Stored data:
==================================================
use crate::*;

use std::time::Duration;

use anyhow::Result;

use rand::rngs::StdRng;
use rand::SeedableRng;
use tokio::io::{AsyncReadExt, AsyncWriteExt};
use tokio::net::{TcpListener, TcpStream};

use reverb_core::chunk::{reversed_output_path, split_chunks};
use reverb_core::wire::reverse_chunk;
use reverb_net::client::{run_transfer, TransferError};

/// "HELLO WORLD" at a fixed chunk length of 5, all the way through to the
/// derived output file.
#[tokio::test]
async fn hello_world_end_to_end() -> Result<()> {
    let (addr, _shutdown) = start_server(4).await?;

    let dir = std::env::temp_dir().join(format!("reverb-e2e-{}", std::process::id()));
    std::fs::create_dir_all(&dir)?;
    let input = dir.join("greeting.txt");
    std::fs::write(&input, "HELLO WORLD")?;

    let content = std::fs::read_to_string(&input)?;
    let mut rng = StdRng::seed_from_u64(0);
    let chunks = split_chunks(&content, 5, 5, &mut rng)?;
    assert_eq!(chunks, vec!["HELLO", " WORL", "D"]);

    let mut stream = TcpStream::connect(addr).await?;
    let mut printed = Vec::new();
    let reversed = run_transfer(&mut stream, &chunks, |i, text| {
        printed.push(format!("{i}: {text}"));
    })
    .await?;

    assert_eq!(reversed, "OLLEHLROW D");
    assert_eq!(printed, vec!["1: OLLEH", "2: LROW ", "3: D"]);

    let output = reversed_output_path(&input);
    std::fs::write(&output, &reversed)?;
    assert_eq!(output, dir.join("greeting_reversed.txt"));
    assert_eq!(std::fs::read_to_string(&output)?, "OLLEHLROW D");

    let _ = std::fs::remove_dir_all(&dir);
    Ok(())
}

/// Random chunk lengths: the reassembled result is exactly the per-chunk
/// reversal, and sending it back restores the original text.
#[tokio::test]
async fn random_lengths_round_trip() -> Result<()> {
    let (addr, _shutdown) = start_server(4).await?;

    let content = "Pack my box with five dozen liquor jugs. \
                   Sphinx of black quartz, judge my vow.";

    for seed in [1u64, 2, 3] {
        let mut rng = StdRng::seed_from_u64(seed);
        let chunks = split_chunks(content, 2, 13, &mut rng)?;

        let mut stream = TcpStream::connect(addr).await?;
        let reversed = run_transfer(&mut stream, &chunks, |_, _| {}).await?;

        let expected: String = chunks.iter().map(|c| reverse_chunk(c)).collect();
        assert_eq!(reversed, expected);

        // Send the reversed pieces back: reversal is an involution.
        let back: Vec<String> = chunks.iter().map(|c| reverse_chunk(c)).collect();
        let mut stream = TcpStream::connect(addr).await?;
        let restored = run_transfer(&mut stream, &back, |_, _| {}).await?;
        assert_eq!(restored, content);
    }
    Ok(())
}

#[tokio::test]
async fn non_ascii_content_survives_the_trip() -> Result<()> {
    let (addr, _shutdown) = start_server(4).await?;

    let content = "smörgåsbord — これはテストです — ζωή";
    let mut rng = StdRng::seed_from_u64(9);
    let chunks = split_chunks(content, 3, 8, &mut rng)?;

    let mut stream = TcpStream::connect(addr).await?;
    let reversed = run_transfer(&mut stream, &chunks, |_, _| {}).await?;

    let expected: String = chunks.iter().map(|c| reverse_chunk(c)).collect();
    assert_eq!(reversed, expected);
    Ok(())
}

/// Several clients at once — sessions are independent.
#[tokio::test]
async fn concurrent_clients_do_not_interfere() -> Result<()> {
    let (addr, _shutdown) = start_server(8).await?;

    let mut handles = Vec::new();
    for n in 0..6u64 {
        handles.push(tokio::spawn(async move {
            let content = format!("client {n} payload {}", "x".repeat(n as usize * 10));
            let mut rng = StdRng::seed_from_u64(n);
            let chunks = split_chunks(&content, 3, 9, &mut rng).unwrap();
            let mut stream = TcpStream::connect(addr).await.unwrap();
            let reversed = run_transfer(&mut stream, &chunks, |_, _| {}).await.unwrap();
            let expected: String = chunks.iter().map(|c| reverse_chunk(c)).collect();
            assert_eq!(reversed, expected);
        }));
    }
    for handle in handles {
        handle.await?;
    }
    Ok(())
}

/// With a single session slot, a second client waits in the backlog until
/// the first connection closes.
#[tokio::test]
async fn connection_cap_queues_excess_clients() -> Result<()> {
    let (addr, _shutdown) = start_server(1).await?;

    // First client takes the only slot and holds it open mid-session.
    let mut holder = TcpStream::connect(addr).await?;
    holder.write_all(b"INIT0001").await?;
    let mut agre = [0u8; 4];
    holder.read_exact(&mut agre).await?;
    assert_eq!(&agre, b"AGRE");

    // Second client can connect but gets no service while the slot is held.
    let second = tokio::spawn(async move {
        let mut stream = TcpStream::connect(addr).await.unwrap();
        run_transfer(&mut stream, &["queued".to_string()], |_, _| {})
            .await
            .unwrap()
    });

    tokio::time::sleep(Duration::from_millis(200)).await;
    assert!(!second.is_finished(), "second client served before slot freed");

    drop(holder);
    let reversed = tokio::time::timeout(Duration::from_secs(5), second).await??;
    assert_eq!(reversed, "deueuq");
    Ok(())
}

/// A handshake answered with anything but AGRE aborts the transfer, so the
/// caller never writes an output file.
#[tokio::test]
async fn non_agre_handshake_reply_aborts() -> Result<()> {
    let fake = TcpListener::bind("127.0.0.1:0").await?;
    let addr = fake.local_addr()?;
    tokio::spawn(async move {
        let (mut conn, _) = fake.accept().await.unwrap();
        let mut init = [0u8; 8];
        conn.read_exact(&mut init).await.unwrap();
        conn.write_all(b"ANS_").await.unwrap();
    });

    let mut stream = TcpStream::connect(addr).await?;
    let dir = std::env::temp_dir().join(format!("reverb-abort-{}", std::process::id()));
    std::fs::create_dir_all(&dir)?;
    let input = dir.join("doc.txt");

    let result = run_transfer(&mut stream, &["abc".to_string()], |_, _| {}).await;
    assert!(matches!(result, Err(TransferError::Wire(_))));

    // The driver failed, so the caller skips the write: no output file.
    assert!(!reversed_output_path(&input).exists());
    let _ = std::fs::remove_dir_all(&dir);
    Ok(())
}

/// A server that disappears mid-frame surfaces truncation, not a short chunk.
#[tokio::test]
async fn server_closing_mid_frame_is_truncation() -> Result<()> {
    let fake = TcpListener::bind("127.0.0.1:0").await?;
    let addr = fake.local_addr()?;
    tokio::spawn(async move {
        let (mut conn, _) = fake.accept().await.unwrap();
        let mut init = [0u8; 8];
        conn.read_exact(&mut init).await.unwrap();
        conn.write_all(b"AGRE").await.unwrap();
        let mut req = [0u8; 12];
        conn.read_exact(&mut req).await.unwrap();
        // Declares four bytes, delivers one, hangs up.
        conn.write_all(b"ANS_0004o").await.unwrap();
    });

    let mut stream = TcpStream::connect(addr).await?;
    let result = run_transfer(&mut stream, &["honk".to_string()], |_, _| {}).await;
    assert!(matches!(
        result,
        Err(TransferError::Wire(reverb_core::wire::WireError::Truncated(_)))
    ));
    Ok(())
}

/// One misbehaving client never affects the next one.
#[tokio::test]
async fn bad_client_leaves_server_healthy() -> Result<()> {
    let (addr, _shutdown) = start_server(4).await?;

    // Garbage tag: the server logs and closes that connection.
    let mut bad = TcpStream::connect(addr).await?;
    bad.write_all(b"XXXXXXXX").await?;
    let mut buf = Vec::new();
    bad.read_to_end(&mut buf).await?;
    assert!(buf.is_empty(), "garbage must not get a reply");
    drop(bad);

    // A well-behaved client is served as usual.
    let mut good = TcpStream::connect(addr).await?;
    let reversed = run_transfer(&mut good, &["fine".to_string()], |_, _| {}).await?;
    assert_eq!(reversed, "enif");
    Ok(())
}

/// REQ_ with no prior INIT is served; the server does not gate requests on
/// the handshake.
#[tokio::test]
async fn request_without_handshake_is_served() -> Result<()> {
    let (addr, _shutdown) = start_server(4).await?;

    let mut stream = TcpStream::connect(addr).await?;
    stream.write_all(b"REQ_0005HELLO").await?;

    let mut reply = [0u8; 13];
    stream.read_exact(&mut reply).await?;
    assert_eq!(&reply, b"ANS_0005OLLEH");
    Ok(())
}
==================================================
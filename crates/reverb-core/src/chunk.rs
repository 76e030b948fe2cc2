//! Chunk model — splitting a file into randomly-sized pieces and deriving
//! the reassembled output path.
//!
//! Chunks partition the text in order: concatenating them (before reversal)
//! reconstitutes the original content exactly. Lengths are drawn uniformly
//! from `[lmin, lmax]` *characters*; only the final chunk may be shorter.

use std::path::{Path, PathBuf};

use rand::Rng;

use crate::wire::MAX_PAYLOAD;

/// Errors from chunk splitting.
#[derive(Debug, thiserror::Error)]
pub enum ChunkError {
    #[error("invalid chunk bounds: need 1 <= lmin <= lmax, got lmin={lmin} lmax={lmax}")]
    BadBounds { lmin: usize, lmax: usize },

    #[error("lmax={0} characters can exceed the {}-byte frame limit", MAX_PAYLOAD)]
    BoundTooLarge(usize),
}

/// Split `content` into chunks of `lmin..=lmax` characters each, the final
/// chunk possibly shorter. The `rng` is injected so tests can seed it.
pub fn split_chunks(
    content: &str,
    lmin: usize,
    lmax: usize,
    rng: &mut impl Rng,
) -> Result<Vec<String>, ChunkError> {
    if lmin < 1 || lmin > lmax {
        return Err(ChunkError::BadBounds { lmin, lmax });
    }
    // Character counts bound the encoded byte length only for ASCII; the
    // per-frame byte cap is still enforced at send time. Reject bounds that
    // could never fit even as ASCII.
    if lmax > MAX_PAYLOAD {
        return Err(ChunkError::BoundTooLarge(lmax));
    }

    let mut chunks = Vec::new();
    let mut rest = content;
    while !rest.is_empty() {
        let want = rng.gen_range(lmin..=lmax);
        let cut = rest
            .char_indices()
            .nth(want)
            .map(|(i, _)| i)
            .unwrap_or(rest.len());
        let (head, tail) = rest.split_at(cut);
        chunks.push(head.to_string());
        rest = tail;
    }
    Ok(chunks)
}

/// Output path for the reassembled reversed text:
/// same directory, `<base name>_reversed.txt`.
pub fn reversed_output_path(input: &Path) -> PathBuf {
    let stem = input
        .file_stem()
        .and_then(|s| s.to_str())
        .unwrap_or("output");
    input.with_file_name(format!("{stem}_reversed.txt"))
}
==================================================
> Your task
Once a line of the records is found to contain "characters", copy it out.

> Answer to this task
//! from `[lmin, lmax]` *characters*; only the final chunk may be shorter.
    #[error("lmax={0} characters can exceed the {}-byte frame limit", MAX_PAYLOAD)]
/// Split `content` into chunks of `lmin..=lmax` characters each, the final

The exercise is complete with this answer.